Transcribe all the material exactly. Leave every line as it is.

- - -

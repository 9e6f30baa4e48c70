use serde::{Deserialize, Serialize};
use serde_json::Value;

use super::actions::Action;
use super::elements::Element;
use crate::error::{CardError, CardResult};

pub const DEFAULT_CARD_VERSION: &str = "1.5";
pub const SUPPORTED_VERSIONS: &[&str] = &["1.0", "1.1", "1.2", "1.3", "1.4", "1.5", "1.6"];
pub const ADAPTIVE_CARD_SCHEMA: &str = "http://adaptivecards.io/schemas/adaptive-card.json";

/// Top level Adaptive Card document.
#[derive(Debug, Clone, PartialEq, Serialize, Deserialize)]
#[serde(tag = "type", rename = "AdaptiveCard")]
pub struct AdaptiveCard {
    #[serde(rename = "$schema", default, skip_serializing_if = "Option::is_none")]
    pub schema: Option<String>,
    pub version: String,
    #[serde(default)]
    pub body: Vec<Element>,
    #[serde(default, skip_serializing_if = "Vec::is_empty")]
    pub actions: Vec<Action>,
}

impl AdaptiveCard {
    /// Creates an empty card; `version` must be one of [`SUPPORTED_VERSIONS`].
    pub fn new(version: &str) -> CardResult<Self> {
        let version = version.trim();
        if !is_supported_version(version) {
            return Err(CardError::invalid(format!(
                "unsupported card version '{version}' (supported: {})",
                SUPPORTED_VERSIONS.join(", ")
            )));
        }
        Ok(Self {
            schema: Some(ADAPTIVE_CARD_SCHEMA.to_string()),
            version: version.to_string(),
            body: Vec::new(),
            actions: Vec::new(),
        })
    }

    pub fn push(&mut self, element: impl Into<Element>) -> &mut Self {
        self.body.push(element.into());
        self
    }

    pub fn push_action(&mut self, action: impl Into<Action>) -> &mut Self {
        self.actions.push(action.into());
        self
    }

    pub fn to_value(&self) -> CardResult<Value> {
        Ok(serde_json::to_value(self)?)
    }

    /// Compact JSON, the form that is measured and delivered.
    pub fn to_json(&self) -> CardResult<String> {
        Ok(serde_json::to_string(self)?)
    }

    pub fn to_json_pretty(&self) -> CardResult<String> {
        Ok(serde_json::to_string_pretty(self)?)
    }

    pub fn from_value(value: Value) -> CardResult<Self> {
        match value.get("type").and_then(Value::as_str) {
            Some("AdaptiveCard") => Ok(serde_json::from_value(value)?),
            _ => Err(CardError::invalid("document is not an AdaptiveCard")),
        }
    }
}

impl Default for AdaptiveCard {
    fn default() -> Self {
        Self {
            schema: Some(ADAPTIVE_CARD_SCHEMA.to_string()),
            version: DEFAULT_CARD_VERSION.to_string(),
            body: Vec::new(),
            actions: Vec::new(),
        }
    }
}

pub fn is_supported_version(version: &str) -> bool {
    SUPPORTED_VERSIONS.contains(&version)
}

/// Anything a template or builder can append card content to.
pub trait CardSink {
    fn append_body_element(&mut self, element: Element) -> CardResult<()>;
    fn append_action(&mut self, action: Action) -> CardResult<()>;
}

impl CardSink for AdaptiveCard {
    fn append_body_element(&mut self, element: Element) -> CardResult<()> {
        self.body.push(element);
        Ok(())
    }

    fn append_action(&mut self, action: Action) -> CardResult<()> {
        self.actions.push(action);
        Ok(())
    }
}

/// Raw card documents, as loaded from disk or produced by another library.
impl CardSink for Value {
    fn append_body_element(&mut self, element: Element) -> CardResult<()> {
        let element = serde_json::to_value(element)?;
        array_field(self, "body")?.push(element);
        Ok(())
    }

    fn append_action(&mut self, action: Action) -> CardResult<()> {
        let action = serde_json::to_value(action)?;
        array_field(self, "actions")?.push(action);
        Ok(())
    }
}

fn array_field<'a>(card: &'a mut Value, field: &str) -> CardResult<&'a mut Vec<Value>> {
    let object = card
        .as_object_mut()
        .ok_or_else(|| CardError::invalid("card document must be a JSON object"))?;
    object
        .entry(field)
        .or_insert_with(|| Value::Array(Vec::new()))
        .as_array_mut()
        .ok_or_else(|| CardError::invalid(format!("card field '{field}' must be an array")))
}

#[cfg(test)]
mod tests {
    use super::*;
    use crate::adaptive::elements::TextBlock;
    use serde_json::json;

    #[test]
    fn serializes_card_envelope() {
        let mut card = AdaptiveCard::new("1.4").unwrap();
        card.push(TextBlock::new("hi"));
        let value = card.to_value().unwrap();
        assert_eq!(value["type"], "AdaptiveCard");
        assert_eq!(value["version"], "1.4");
        assert_eq!(value["$schema"], ADAPTIVE_CARD_SCHEMA);
        assert_eq!(value["body"][0]["text"], "hi");
        assert!(value.get("actions").is_none());
    }

    #[test]
    fn rejects_unknown_versions() {
        let err = AdaptiveCard::new("2.0").unwrap_err();
        assert!(err.is_invalid_argument());
    }

    #[test]
    fn value_sink_appends_to_arrays() {
        let mut doc = json!({"type": "AdaptiveCard", "version": "1.5"});
        doc.append_body_element(TextBlock::new("one").into()).unwrap();
        doc.append_action(Action::open_url("Docs", "https://example.com").into())
            .unwrap();
        assert_eq!(doc["body"][0]["type"], "TextBlock");
        assert_eq!(doc["actions"][0]["type"], "Action.OpenUrl");

        let mut broken = json!({"body": "nope"});
        assert!(broken.append_body_element(TextBlock::new("x").into()).is_err());
    }

    #[test]
    fn from_value_requires_card_type() {
        let card = AdaptiveCard::from_value(json!({
            "type": "AdaptiveCard",
            "version": "1.5",
            "body": [{"type": "TextBlock", "text": "x"}]
        }))
        .unwrap();
        assert_eq!(card.body.len(), 1);
        assert!(AdaptiveCard::from_value(json!({"type": "Message"})).is_err());
    }
}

- - -

- _Finished task_:
repository 9e6f30baa4e48c70
use serde::{Deserialize, Serialize};
use serde_json::Value;

use super::actions::Action;
use super::elements::Element;
use crate::error::{CardError, CardResult};

pub const DEFAULT_CARD_VERSION: &str = "1.5";
pub const SUPPORTED_VERSIONS: &[&str] = &["1.0", "1.1", "1.2", "1.3", "1.4", "1.5", "1.6"];
pub const ADAPTIVE_CARD_SCHEMA: &str = "http://adaptivecards.io/schemas/adaptive-card.json";

/// Top level Adaptive Card document.
#[derive(Debug, Clone, PartialEq, Serialize, Deserialize)]
#[serde(tag = "type", rename = "AdaptiveCard")]
pub struct AdaptiveCard {
    #[serde(rename = "$schema", default, skip_serializing_if = "Option::is_none")]
    pub schema: Option<String>,
    pub version: String,
    #[serde(default)]
    pub body: Vec<Element>,
    #[serde(default, skip_serializing_if = "Vec::is_empty")]
    pub actions: Vec<Action>,
}

impl AdaptiveCard {
    /// Creates an empty card; `version` must be one of [`SUPPORTED_VERSIONS`].
    pub fn new(version: &str) -> CardResult<Self> {
        let version = version.trim();
        if !is_supported_version(version) {
            return Err(CardError::invalid(format!(
                "unsupported card version '{version}' (supported: {})",
                SUPPORTED_VERSIONS.join(", ")
            )));
        }
        Ok(Self {
            schema: Some(ADAPTIVE_CARD_SCHEMA.to_string()),
            version: version.to_string(),
            body: Vec::new(),
            actions: Vec::new(),
        })
    }

    pub fn push(&mut self, element: impl Into<Element>) -> &mut Self {
        self.body.push(element.into());
        self
    }

    pub fn push_action(&mut self, action: impl Into<Action>) -> &mut Self {
        self.actions.push(action.into());
        self
    }

    pub fn to_value(&self) -> CardResult<Value> {
        Ok(serde_json::to_value(self)?)
    }

    /// Compact JSON, the form that is measured and delivered.
    pub fn to_json(&self) -> CardResult<String> {
        Ok(serde_json::to_string(self)?)
    }

    pub fn to_json_pretty(&self) -> CardResult<String> {
        Ok(serde_json::to_string_pretty(self)?)
    }

    pub fn from_value(value: Value) -> CardResult<Self> {
        match value.get("type").and_then(Value::as_str) {
            Some("AdaptiveCard") => Ok(serde_json::from_value(value)?),
            _ => Err(CardError::invalid("document is not an AdaptiveCard")),
        }
    }
}

impl Default for AdaptiveCard {
    fn default() -> Self {
        Self {
            schema: Some(ADAPTIVE_CARD_SCHEMA.to_string()),
            version: DEFAULT_CARD_VERSION.to_string(),
            body: Vec::new(),
            actions: Vec::new(),
        }
    }
}

pub fn is_supported_version(version: &str) -> bool {
    SUPPORTED_VERSIONS.contains(&version)
}

/// Anything a template or builder can append card content to.
pub trait CardSink {
    fn append_body_element(&mut self, element: Element) -> CardResult<()>;
    fn append_action(&mut self, action: Action) -> CardResult<()>;
}

impl CardSink for AdaptiveCard {
    fn append_body_element(&mut self, element: Element) -> CardResult<()> {
        self.body.push(element);
        Ok(())
    }

    fn append_action(&mut self, action: Action) -> CardResult<()> {
        self.actions.push(action);
        Ok(())
    }
}

/// Raw card documents, as loaded from disk or produced by another library.
impl CardSink for Value {
    fn append_body_element(&mut self, element: Element) -> CardResult<()> {
        let element = serde_json::to_value(element)?;
        array_field(self, "body")?.push(element);
        Ok(())
    }

    fn append_action(&mut self, action: Action) -> CardResult<()> {
        let action = serde_json::to_value(action)?;
        array_field(self, "actions")?.push(action);
        Ok(())
    }
}

fn array_field<'a>(card: &'a mut Value, field: &str) -> CardResult<&'a mut Vec<Value>> {
    let object = card
        .as_object_mut()
        .ok_or_else(|| CardError::invalid("card document must be a JSON object"))?;
    object
        .entry(field)
        .or_insert_with(|| Value::Array(Vec::new()))
        .as_array_mut()
        .ok_or_else(|| CardError::invalid(format!("card field '{field}' must be an array")))
}

#[cfg(test)]
mod tests {
    use super::*;
    use crate::adaptive::elements::TextBlock;
    use serde_json::json;

    #[test]
    fn serializes_card_envelope() {
        let mut card = AdaptiveCard::new("1.4").unwrap();
        card.push(TextBlock::new("hi"));
        let value = card.to_value().unwrap();
        assert_eq!(value["type"], "AdaptiveCard");
        assert_eq!(value["version"], "1.4");
        assert_eq!(value["$schema"], ADAPTIVE_CARD_SCHEMA);
        assert_eq!(value["body"][0]["text"], "hi");
        assert!(value.get("actions").is_none());
    }

    #[test]
    fn rejects_unknown_versions() {
        let err = AdaptiveCard::new("2.0").unwrap_err();
        assert!(err.is_invalid_argument());
    }

    #[test]
    fn value_sink_appends_to_arrays() {
        let mut doc = json!({"type": "AdaptiveCard", "version": "1.5"});
        doc.append_body_element(TextBlock::new("one").into()).unwrap();
        doc.append_action(Action::open_url("Docs", "https://example.com").into())
            .unwrap();
        assert_eq!(doc["body"][0]["type"], "TextBlock");
        assert_eq!(doc["actions"][0]["type"], "Action.OpenUrl");

        let mut broken = json!({"body": "nope"});
        assert!(broken.append_body_element(TextBlock::new("x").into()).is_err());
    }

    #[test]
    fn from_value_requires_card_type() {
        let card = AdaptiveCard::from_value(json!({
            "type": "AdaptiveCard",
            "version": "1.5",
            "body": [{"type": "TextBlock", "text": "x"}]
        }))
        .unwrap();
        assert_eq!(card.body.len(), 1);
        assert!(AdaptiveCard::from_value(json!({"type": "Message"})).is_err());
    }
}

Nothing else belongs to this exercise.